- Theatrical release poster
- Directed by: Mansore
- Written by: Mansore
- Screenplay by: H. A. Anilkumar
- Produced by: Avinash U. Shetty
- Starring: Sanchari Vijay Shveta Desai Aravind Kuplikar Madhushree Master Shoib M.C. Anand Chethan Sheshan M.P. Prasanna Shetty
- Cinematography: Anand Sundaresha
- Edited by: Avinash U. Shetty
- Music by: Charan Raj
- Production company: Om Studios
- Release date: 2014;
- Running time: 113 minutes
- Country: India
- Language: Kannada

= Harivu =

Harivu is a 2014 Indian Kannada language movie written and directed by debutant Manjunatha Somakeshava Reddy (S Manjunath / Mansore). A real life incident documented in a popular Kannada news paper written by Dr. Asha Benakappa gave thoughts for making this movie.

Inspired by a true incident that took place in a Government hospital in Bengaluru in the recent years, Harivu speaks volumes about the relation between urbanization and alienation.

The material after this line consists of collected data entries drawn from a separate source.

//! Error taxonomy for a single initialization attempt.
//!
//! Every variant aborts the current `initialize_map` call without touching
//! the caller's map; the caller is expected to retry with a fresh image
//! pair rather than treat any of these as unrecoverable.

use thiserror::Error;

/// Failure modes of one two-view initialization attempt.
#[derive(Debug, Error)]
pub enum InitializationError {
    /// Fewer correspondences than the estimators need.
    #[error("insufficient correspondences: found {found}, need at least {required}")]
    InsufficientCorrespondences { found: usize, required: usize },

    /// The two correspondence lists are not index-aligned.
    #[error("correspondence lists differ in length: {reference} reference vs {target} target")]
    LengthMismatch { reference: usize, target: usize },

    /// The robust estimator could not produce a model at all (e.g. a
    /// degenerate, collinear configuration). Distinct from a model that
    /// was computed but scores poorly.
    #[error("robust fit failed for the {0} model")]
    FitFailure(&'static str),

    /// Neither motion model explains any correspondence.
    #[error("no geometric consensus: both model scores are zero")]
    SelectionFailure,

    /// No algebraic pose candidate placed enough points in front of both
    /// cameras, or two candidates were indistinguishable.
    #[error("no pose candidate passed the cheirality test")]
    DisambiguationFailure,

    /// SVD failure, point at infinity, or a non-invertible model matrix.
    #[error("numerical degeneracy: {0}")]
    NumericalDegeneracy(String),

    /// Error surfaced by an OpenCV primitive.
    #[error(transparent)]
    OpenCv(#[from] opencv::Error),
}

Harivu has won 62nd National Award for "Best Kannada Film" from Directorate of Film Festivals. The movie has won the best movie Karnataka state award for the year 2014 under "Best Production & Direction" category.

==Plot==
The story is based on a real-life incident. A farmer from north Karnataka brings his ailing son to Bangalore for treatment but the son dies. The farmer then faces a dilemma on how to take the body to his hometown.

==Awards==
- The movie has won the best Kannada Film at 62nd National Film Awards for 2014 announced on 24 March 2015
- The movie has won the best movie Karnataka state award for the year 2014 under "Best Production & Direction" category.

==Screening==
- The movie has been screened in 7th Bengaluru International Film Festival 2014. It was also selected in the Kannada Competition category.
- Screened in Delhi International Film Festival 2014.